Well, Gavin Clark over at The Register throws a yellow flag at Microsoft for being unfriendly to open source on the company’s CodePlex community development site.
Said Clark:
““Microsoft is posting code to its much-trumpeted CodePlex open-source projects site using licenses and conditions that go against the principles of open source.”“
Moreover, “The company has been posting projects under Microsoft licenses that stop you from running CodePlex projects on non-Windows platforms or restrict access to code,” he said.

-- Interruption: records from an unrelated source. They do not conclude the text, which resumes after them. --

//! Periodic DAG runner.
//!
//! Triggers one run per interval. Runs never overlap: the next tick is only
//! awaited once the previous run has finished. Without catchup, ticks missed
//! while a run was in progress are dropped.

use serde::Serialize;
use std::future::Future;
use std::sync::Arc;
use std::time::Duration;
use tokio::time::{self, MissedTickBehavior};
use tracing::{info, warn};

use super::{Dag, DagRun};
use crate::config::PipelineConfig;
use crate::error::{PipelineError, PipelineResult};

/// Scheduler knobs not carried by the DAG itself.
#[derive(Debug, Clone, Default)]
pub struct ScheduleOptions {
    /// Stop after this many runs
    pub max_runs: Option<usize>,
    /// Replace the DAG interval
    pub interval: Option<Duration>,
}

/// Totals over a scheduler session.
#[derive(Debug, Clone, Default, PartialEq, Eq, Serialize)]
pub struct ScheduleSummary {
    pub runs: usize,
    pub failed: usize,
}

async fn run_once(dag: Arc<Dag>, config: Arc<PipelineConfig>) -> PipelineResult<DagRun> {
    let run = tokio::task::spawn_blocking(move || dag.run(&config))
        .await
        .map_err(|e| PipelineError::Aborted(e.to_string()))??;
    Ok(run)
}

/// Run `dag` every interval until `max_runs` is reached or Ctrl-C.
pub async fn run_schedule(
    dag: Dag,
    config: PipelineConfig,
    options: ScheduleOptions,
) -> PipelineResult<ScheduleSummary> {
    let ctrl_c = async {
        if let Err(e) = tokio::signal::ctrl_c().await {
            warn!(error = %e, "cannot listen for Ctrl-C");
            std::future::pending::<()>().await;
        }
    };
    run_schedule_until(dag, config, options, ctrl_c).await
}

/// Run `dag` every interval until `max_runs` is reached or `shutdown` resolves.
///
/// A shutdown during a run lets that run finish, then stops.
pub async fn run_schedule_until<S>(
    dag: Dag,
    config: PipelineConfig,
    options: ScheduleOptions,
    shutdown: S,
) -> PipelineResult<ScheduleSummary>
where
    S: Future<Output = ()>,
{
    // Fail fast on a malformed graph instead of once per tick
    dag.execution_order()?;

    let period = options
        .interval
        .unwrap_or(dag.interval)
        .max(Duration::from_millis(1));
    let mut ticker = time::interval(period);
    ticker.set_missed_tick_behavior(if dag.catchup {
        MissedTickBehavior::Burst
    } else {
        MissedTickBehavior::Skip
    });

    info!(dag_id = %dag.dag_id, ?period, catchup = dag.catchup, "scheduler started");

    let dag = Arc::new(dag);
    let config = Arc::new(config);
    let mut summary = ScheduleSummary::default();

    // Polled across iterations so a signal during a run is not lost
    tokio::pin!(shutdown);
    let mut interrupted = false;

    loop {
        if interrupted || options.max_runs.is_some_and(|max| summary.runs >= max) {
            break;
        }

        tokio::select! {
            _ = ticker.tick() => {}
            _ = &mut shutdown => {
                info!("interrupted, stopping scheduler");
                break;
            }
        }

        let current = run_once(dag.clone(), config.clone());
        tokio::pin!(current);
        let run = tokio::select! {
            run = &mut current => run?,
            _ = &mut shutdown => {
                info!("interrupted, finishing current run");
                interrupted = true;
                current.await?
            }
        };
        summary.runs += 1;
        if run.succeeded() {
            info!(run_id = %run.run_id, "run succeeded");
        } else {
            summary.failed += 1;
            if let Some((task, error)) = run.first_error() {
                warn!(run_id = %run.run_id, %task, error, "run failed");
            }
        }
    }

    info!(runs = summary.runs, failed = summary.failed, "scheduler stopped");
    Ok(summary)
}

#[cfg(test)]
mod tests {
    use super::*;
    use crate::dag::TaskId;

    #[tokio::test]
    async fn test_stops_after_max_runs() {
        let dir = tempfile::tempdir().unwrap();
        let config = PipelineConfig::from_workdir(dir.path());
        let options = ScheduleOptions {
            max_runs: Some(2),
            interval: Some(Duration::from_millis(5)),
        };

        let summary = run_schedule(Dag::trafic_ingestion(), config, options)
            .await
            .unwrap();

        // No raw file: both runs fail at transform_data
        assert_eq!(summary, ScheduleSummary { runs: 2, failed: 2 });
    }

    #[tokio::test]
    async fn test_shutdown_during_run_stops_scheduler() {
        let dir = tempfile::tempdir().unwrap();
        let config = PipelineConfig::from_workdir(dir.path());
        std::fs::create_dir_all(config.raw_input.parent().unwrap()).unwrap();
        let mut raw = String::from("caption\n");
        for i in 0..20_000 {
            raw.push_str(&format!("{i}; Car; 1.0; 2.0; 1;2;3;4;5;6; 1;2;3;4;5;6; \n"));
        }
        std::fs::write(&config.raw_input, raw).unwrap();

        let options = ScheduleOptions {
            max_runs: None,
            interval: Some(Duration::from_secs(30)),
        };
        let shutdown = tokio::time::sleep(Duration::from_millis(50));

        let summary = tokio::time::timeout(
            Duration::from_secs(20),
            run_schedule_until(Dag::trafic_ingestion(), config.clone(), options, shutdown),
        )
        .await
        .expect("scheduler did not stop")
        .unwrap();

        // The in-flight run completes before the scheduler returns
        assert_eq!(summary, ScheduleSummary { runs: 1, failed: 0 });
        assert!(config.processed_output.exists());
    }

    #[tokio::test]
    async fn test_zero_max_runs() {
        let config = PipelineConfig::from_workdir("/nonexistent");
        let options = ScheduleOptions {
            max_runs: Some(0),
            interval: None,
        };

        let summary = run_schedule(Dag::trafic_ingestion(), config, options)
            .await
            .unwrap();
        assert_eq!(summary.runs, 0);
    }

    #[tokio::test]
    async fn test_cyclic_dag_rejected() {
        let mut dag = Dag::trafic_ingestion();
        dag.edges.push((TaskId::LoadData, TaskId::TransformData));
        let config = PipelineConfig::from_workdir("/nonexistent");

        let result = run_schedule(dag, config, ScheduleOptions::default()).await;
        assert!(matches!(result, Err(PipelineError::Dag(_))));
    }
}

Miguel de Icaza, founder of the open-source Mono project and a vice president of developer platform at Novell, initially complained about the restrictive licensing of one of Microsoft’s frameworks that had been posted to CodePlex. In an Oct. 2 blog post, de Icaza said: “A couple of weeks ago I suggested that developers interested in having their .NET software run in other platforms should avoid Microsoft’s Managed Extensibility Framework (MEF) as it was not an open-source library.”

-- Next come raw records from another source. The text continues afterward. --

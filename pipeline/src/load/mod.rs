//! `load_data` task: processed CSV → SQLite table.
//!
//! The destination table is created on first use with a fixed schema.
//! Each load then writes the whole processed file in one transaction,
//! either replacing the table contents or appending to them.

use clap::ValueEnum;
use rusqlite::{params, Connection};
use serde::{Deserialize, Serialize};
use std::fs;
use std::path::{Path, PathBuf};
use std::time::Instant;
use tracing::{debug, info, instrument};

use crate::config::PipelineConfig;
use crate::error::{LoadError, LoadResult};
use crate::models::{TraficRecord, OUTPUT_COLUMNS};

/// How rows already in the table are treated.
///
/// There is no default: callers always name the mode.
#[derive(Debug, Clone, Copy, PartialEq, Eq, Serialize, Deserialize, ValueEnum)]
#[serde(rename_all = "lowercase")]
pub enum LoadMode {
    /// Delete existing rows, then insert.
    Replace,
    /// Insert after existing rows.
    Append,
}

/// Result of a load run.
#[derive(Debug, Clone, Serialize)]
pub struct LoadReport {
    pub table: String,
    pub database: PathBuf,
    pub mode: LoadMode,
    /// Rows inserted by this run
    pub rows_written: usize,
    /// Rows in the table after the run
    pub table_rows: usize,
}

/// `CREATE TABLE IF NOT EXISTS` statement for `table`.
///
/// `table` must already be a validated identifier.
pub fn create_table_sql(table: &str) -> String {
    format!(
        r#"CREATE TABLE IF NOT EXISTS "{table}" (
    id INTEGER PRIMARY KEY,
    track_id NUMERIC,
    type TEXT NOT NULL,
    traveled_d DOUBLE PRECISION DEFAULT NULL,
    avg_speed DOUBLE PRECISION DEFAULT NULL,
    lat DOUBLE PRECISION DEFAULT NULL,
    lon DOUBLE PRECISION DEFAULT NULL,
    speed DOUBLE PRECISION DEFAULT NULL,
    lon_acc DOUBLE PRECISION DEFAULT NULL,
    lat_acc DOUBLE PRECISION DEFAULT NULL,
    time DOUBLE PRECISION DEFAULT NULL
)"#
    )
}

fn insert_sql(table: &str) -> String {
    let columns = OUTPUT_COLUMNS.join(", ");
    let placeholders = vec!["?"; OUTPUT_COLUMNS.len()].join(", ");
    format!(r#"INSERT INTO "{table}" ({columns}) VALUES ({placeholders})"#)
}

/// Open the SQLite file, creating its directory if needed.
pub fn open_store<P: AsRef<Path>>(path: P) -> LoadResult<Connection> {
    let path = path.as_ref();
    if let Some(parent) = path.parent().filter(|p| !p.as_os_str().is_empty()) {
        fs::create_dir_all(parent)?;
    }
    Ok(Connection::open(path)?)
}

/// Create the destination table if it does not exist.
pub fn ensure_table(conn: &Connection, table: &str) -> LoadResult<()> {
    conn.execute_batch(&create_table_sql(table))?;
    Ok(())
}

/// Read every record of the processed CSV.
///
/// Row numbers in errors are 1-based data rows (header excluded).
pub fn read_processed<P: AsRef<Path>>(path: P) -> LoadResult<Vec<TraficRecord>> {
    let path = path.as_ref();
    if !path.exists() {
        return Err(LoadError::InputNotFound(path.to_path_buf()));
    }

    let mut reader = csv::Reader::from_path(path)?;

    let headers = reader.headers()?.clone();
    if !headers.iter().eq(OUTPUT_COLUMNS.iter().copied()) {
        return Err(LoadError::UnexpectedHeader {
            expected: OUTPUT_COLUMNS.join(","),
            found: headers.iter().collect::<Vec<_>>().join(","),
        });
    }

    let mut records = Vec::new();
    for (idx, result) in reader.deserialize::<TraficRecord>().enumerate() {
        let record = result?;
        if record.kind.as_deref().map_or(true, str::is_empty) {
            return Err(LoadError::MissingType { row: idx + 1 });
        }
        records.push(record);
    }

    Ok(records)
}

/// Write `records` to `table` in a single transaction.
///
/// Returns the number of inserted rows.
pub fn write_records(
    conn: &mut Connection,
    table: &str,
    records: &[TraficRecord],
    mode: LoadMode,
) -> LoadResult<usize> {
    let tx = conn.transaction()?;

    if mode == LoadMode::Replace {
        let removed = tx.execute(&format!(r#"DELETE FROM "{table}""#), [])?;
        debug!(removed, "cleared table");
    }

    {
        let mut stmt = tx.prepare(&insert_sql(table))?;
        for r in records {
            stmt.execute(params![
                r.track_id,
                r.kind,
                r.traveled_d,
                r.avg_speed,
                r.lat,
                r.lon,
                r.speed,
                r.lon_acc,
                r.lat_acc,
                r.time,
            ])?;
        }
    }

    tx.commit()?;
    Ok(records.len())
}

/// Number of rows currently in `table`.
pub fn count_rows(conn: &Connection, table: &str) -> LoadResult<usize> {
    let count: i64 =
        conn.query_row(&format!(r#"SELECT COUNT(*) FROM "{table}""#), [], |row| row.get(0))?;
    Ok(count as usize)
}

/// Load `config.processed_output` into `config.table`.
#[instrument(level = "info", skip(config), fields(table = %config.table, mode = ?config.load_mode))]
pub fn load_file(config: &PipelineConfig) -> LoadResult<LoadReport> {
    let start = Instant::now();

    let mut conn = open_store(&config.database)?;
    ensure_table(&conn, &config.table)?;

    let records = read_processed(&config.processed_output)?;
    info!(rows = records.len(), input = %config.processed_output.display(), "read processed file");

    let rows_written = write_records(&mut conn, &config.table, &records, config.load_mode)?;
    let table_rows = count_rows(&conn, &config.table)?;
    info!(rows_written, table_rows, elapsed = ?start.elapsed(), "load complete");

    Ok(LoadReport {
        table: config.table.clone(),
        database: config.database.clone(),
        mode: config.load_mode,
        rows_written,
        table_rows,
    })
}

Microsoft initially posted the project on CodePlex under its Microsoft Limited Permissive License (MS-LPL), but suggestions from de Icaza and others prompted Microsoft to change the licensing of MEF to one recognized by the Open Source Initiative (OSI). So Microsoft changed MEF’s licensing to one of its OSI-recognized licenses: Microsoft Public License (MS-PL).
“Representing .NET’s loyal competitor, I did not think that we stood a chance of getting Microsoft to change the license, but I was pleasantly surprised,” de Icaza said.
Meanwhile, in a blog post, Glenn Block, a program manager for MEF at Microsoft, discusses in detail Microsoft’s decision and how the company went about responding to the community feedback. In short, he said, “It means you can grab MEF’s source and use it on whichever platform you like!”
However, The Register’s Clark said:
““A trawl of CodePlex, though, revealed other Microsoft code also available under restrictive licenses not friendly to open source. ASP.NET is there under the Microsoft Source License, which limits code to qualified Microsoft customers, partners, and governments and requires you sign a non-disclosure agreement (NDA).”“
A recent eWEEK interview with Sam Ramji, senior director of platform strategy at Microsoft, indicates the company is intent on playing well with the open-source community. And they’re making moves like supporting jQuery. But it seems we just can’t get away from the question of how serious the company is. What are your thoughts?